Stored items:
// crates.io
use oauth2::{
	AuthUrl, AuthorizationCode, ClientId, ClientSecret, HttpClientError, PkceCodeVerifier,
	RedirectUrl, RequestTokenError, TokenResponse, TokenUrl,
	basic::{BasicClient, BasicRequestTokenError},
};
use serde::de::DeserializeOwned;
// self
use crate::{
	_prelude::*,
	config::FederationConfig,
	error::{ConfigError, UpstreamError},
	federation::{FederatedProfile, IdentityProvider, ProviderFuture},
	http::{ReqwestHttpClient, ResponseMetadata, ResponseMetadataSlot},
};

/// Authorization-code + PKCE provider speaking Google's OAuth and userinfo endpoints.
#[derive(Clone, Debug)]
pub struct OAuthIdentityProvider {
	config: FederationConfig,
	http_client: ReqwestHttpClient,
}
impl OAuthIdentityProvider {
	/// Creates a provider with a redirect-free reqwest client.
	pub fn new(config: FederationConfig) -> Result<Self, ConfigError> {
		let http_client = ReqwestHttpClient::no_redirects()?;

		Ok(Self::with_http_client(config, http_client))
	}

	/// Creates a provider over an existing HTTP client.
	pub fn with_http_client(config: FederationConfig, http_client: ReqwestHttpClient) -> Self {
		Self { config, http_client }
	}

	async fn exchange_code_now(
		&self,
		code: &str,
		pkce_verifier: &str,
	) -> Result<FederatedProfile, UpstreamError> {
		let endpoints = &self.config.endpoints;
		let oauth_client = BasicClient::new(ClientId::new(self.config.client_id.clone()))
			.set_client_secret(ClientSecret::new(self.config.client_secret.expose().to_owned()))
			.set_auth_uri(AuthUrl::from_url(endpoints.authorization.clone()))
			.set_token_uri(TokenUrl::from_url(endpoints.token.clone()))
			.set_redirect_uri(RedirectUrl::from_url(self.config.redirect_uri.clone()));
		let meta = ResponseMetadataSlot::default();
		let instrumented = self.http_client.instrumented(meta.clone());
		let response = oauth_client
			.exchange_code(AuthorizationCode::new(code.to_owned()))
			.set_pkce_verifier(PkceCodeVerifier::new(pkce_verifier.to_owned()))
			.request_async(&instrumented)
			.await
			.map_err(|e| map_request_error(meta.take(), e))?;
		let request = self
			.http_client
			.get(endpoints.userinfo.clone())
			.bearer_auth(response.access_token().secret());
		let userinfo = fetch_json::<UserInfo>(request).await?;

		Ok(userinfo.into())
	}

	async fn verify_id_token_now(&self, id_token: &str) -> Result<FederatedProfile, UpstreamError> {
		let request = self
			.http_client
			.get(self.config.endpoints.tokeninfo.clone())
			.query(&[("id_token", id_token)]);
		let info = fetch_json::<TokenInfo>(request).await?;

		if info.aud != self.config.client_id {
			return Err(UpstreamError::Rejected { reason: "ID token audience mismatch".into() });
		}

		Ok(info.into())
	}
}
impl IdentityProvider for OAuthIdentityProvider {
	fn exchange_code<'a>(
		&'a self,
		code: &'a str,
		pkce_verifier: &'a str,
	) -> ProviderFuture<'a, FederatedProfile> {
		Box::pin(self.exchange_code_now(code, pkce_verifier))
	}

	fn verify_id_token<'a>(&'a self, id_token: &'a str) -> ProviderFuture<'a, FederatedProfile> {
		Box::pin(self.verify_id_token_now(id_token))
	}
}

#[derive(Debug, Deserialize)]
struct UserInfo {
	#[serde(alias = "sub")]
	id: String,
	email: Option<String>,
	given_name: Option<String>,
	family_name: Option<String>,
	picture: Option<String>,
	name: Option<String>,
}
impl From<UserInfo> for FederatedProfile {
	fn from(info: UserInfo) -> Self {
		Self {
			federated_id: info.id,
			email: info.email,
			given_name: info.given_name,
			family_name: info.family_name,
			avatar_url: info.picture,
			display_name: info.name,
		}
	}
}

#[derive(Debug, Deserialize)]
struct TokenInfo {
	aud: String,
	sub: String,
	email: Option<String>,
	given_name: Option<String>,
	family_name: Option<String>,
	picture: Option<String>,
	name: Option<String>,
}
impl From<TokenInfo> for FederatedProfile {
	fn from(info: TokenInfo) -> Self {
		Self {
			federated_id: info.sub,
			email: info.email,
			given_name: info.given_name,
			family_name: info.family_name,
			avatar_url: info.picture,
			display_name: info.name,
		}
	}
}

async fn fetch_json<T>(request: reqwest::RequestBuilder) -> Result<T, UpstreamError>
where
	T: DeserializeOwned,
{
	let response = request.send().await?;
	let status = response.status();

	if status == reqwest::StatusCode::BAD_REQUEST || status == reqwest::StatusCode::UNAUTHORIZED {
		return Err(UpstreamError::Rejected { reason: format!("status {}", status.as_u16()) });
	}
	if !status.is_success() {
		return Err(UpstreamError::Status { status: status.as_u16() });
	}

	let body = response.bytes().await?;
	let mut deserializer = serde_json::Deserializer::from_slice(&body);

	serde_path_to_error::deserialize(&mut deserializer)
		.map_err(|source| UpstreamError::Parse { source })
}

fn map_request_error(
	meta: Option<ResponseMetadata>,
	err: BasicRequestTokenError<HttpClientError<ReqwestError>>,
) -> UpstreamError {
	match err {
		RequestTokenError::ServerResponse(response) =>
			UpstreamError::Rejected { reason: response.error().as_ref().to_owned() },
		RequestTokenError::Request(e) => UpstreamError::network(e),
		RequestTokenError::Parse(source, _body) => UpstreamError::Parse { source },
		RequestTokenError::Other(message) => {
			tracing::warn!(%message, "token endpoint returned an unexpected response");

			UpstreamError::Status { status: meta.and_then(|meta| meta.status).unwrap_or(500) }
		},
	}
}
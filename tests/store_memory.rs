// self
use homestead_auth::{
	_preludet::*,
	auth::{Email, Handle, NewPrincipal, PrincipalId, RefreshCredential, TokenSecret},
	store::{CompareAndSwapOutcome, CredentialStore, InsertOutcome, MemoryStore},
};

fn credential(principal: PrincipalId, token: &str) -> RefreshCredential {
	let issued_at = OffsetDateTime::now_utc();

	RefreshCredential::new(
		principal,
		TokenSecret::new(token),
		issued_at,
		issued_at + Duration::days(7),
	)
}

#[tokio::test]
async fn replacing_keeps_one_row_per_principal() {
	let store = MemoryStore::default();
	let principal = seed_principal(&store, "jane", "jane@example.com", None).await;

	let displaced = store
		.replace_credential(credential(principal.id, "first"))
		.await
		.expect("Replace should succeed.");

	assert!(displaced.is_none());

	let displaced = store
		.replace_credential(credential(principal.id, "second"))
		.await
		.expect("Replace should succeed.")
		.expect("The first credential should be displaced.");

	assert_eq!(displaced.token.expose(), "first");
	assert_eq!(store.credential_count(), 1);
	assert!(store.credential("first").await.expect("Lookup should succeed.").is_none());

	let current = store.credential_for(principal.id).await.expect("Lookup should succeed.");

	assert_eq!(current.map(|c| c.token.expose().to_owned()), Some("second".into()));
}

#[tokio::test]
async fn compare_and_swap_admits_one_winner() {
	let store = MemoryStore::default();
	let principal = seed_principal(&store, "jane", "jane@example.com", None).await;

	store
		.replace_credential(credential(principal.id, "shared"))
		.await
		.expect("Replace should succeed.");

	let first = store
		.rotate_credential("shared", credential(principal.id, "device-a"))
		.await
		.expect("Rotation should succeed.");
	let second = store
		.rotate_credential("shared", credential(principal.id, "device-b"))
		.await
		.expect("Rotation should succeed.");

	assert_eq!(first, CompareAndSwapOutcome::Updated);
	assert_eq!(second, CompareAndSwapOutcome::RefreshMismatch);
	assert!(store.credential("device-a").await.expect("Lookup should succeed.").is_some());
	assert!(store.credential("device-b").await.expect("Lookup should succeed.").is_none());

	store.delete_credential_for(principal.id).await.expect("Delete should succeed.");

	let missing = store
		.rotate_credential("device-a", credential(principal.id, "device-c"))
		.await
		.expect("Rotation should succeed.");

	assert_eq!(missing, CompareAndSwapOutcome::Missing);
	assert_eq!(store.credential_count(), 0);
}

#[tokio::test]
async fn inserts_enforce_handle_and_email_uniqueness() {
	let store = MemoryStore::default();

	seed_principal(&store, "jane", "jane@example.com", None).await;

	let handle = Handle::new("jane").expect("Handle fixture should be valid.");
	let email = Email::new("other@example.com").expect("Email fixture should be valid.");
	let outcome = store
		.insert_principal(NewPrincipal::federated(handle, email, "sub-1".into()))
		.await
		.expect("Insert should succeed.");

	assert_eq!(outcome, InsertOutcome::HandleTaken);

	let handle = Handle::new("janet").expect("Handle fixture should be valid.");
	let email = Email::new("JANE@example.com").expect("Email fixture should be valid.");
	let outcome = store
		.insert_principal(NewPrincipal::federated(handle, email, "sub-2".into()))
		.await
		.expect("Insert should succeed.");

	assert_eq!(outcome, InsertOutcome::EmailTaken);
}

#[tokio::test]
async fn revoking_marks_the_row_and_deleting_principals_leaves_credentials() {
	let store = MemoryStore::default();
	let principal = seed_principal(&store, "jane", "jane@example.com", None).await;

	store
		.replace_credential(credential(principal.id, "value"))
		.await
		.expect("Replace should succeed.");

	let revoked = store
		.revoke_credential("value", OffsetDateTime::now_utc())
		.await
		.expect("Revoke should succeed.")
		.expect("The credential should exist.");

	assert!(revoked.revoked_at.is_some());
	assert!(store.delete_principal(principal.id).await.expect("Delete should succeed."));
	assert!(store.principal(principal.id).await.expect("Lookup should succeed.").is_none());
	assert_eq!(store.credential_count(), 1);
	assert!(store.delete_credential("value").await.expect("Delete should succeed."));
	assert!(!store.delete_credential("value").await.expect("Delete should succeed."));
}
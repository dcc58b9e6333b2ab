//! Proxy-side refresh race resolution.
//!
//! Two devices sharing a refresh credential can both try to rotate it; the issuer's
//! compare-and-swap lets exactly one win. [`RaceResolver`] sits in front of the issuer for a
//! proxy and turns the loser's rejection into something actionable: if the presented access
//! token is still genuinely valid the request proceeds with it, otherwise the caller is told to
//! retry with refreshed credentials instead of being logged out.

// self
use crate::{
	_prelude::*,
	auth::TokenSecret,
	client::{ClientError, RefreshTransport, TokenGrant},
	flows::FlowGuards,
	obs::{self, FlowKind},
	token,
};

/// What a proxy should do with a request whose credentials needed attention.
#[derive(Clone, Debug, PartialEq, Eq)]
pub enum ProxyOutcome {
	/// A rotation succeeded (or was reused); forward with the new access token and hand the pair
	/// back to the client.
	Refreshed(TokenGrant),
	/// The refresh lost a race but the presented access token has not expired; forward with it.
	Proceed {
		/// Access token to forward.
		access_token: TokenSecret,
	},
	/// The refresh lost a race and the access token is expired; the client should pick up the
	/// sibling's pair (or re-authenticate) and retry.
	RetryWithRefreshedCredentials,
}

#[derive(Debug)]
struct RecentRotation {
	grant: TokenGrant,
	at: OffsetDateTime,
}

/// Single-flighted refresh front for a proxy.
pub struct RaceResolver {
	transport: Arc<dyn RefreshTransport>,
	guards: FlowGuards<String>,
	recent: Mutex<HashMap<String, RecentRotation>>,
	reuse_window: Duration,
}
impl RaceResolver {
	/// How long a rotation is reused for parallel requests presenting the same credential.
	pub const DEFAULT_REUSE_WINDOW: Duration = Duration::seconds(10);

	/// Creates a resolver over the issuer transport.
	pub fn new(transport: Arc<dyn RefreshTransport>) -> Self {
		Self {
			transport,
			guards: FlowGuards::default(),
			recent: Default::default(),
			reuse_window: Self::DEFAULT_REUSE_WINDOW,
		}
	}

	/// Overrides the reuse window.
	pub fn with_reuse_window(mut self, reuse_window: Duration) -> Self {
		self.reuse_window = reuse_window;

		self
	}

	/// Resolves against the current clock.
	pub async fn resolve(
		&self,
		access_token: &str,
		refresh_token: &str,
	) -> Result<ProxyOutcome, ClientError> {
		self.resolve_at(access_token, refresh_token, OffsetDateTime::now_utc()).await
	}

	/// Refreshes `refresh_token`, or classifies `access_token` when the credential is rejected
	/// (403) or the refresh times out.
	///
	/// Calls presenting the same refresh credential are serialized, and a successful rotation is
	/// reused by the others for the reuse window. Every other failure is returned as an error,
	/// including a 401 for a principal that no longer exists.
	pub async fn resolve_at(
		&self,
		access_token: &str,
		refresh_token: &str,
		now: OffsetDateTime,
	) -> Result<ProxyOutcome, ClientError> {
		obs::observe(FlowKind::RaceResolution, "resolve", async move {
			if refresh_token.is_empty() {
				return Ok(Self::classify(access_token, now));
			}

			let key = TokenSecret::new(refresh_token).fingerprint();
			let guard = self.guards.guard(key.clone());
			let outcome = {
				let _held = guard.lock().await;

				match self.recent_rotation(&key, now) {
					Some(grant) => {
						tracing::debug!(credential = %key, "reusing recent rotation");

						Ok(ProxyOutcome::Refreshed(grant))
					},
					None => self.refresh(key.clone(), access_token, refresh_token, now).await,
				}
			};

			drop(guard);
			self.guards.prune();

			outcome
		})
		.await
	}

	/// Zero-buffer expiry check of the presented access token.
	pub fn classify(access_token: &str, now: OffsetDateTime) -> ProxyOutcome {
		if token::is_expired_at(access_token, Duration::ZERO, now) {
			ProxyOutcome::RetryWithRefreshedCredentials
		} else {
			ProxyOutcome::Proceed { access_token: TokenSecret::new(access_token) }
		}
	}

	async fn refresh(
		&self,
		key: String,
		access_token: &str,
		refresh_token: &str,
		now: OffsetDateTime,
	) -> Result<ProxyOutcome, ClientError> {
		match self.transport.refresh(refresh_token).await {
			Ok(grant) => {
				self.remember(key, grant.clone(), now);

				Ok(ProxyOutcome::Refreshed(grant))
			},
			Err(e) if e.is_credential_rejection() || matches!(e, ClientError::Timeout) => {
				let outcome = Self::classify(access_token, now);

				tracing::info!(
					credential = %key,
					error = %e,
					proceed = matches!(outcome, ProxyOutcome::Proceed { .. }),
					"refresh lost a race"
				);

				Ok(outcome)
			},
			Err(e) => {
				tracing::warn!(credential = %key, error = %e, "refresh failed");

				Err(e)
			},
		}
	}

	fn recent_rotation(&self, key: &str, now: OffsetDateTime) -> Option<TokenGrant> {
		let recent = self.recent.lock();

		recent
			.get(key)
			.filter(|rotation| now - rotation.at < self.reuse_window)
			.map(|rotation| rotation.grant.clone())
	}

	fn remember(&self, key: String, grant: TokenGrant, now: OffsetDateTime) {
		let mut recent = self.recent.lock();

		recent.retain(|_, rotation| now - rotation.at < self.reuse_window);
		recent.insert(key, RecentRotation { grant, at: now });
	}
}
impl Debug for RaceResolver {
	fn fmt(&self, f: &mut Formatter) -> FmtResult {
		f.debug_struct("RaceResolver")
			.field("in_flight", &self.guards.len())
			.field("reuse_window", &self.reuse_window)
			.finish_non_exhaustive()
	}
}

◆ **Task statement**
Find every line above that includes the word "impl" and report only how many there are.

◆ **Answer**
6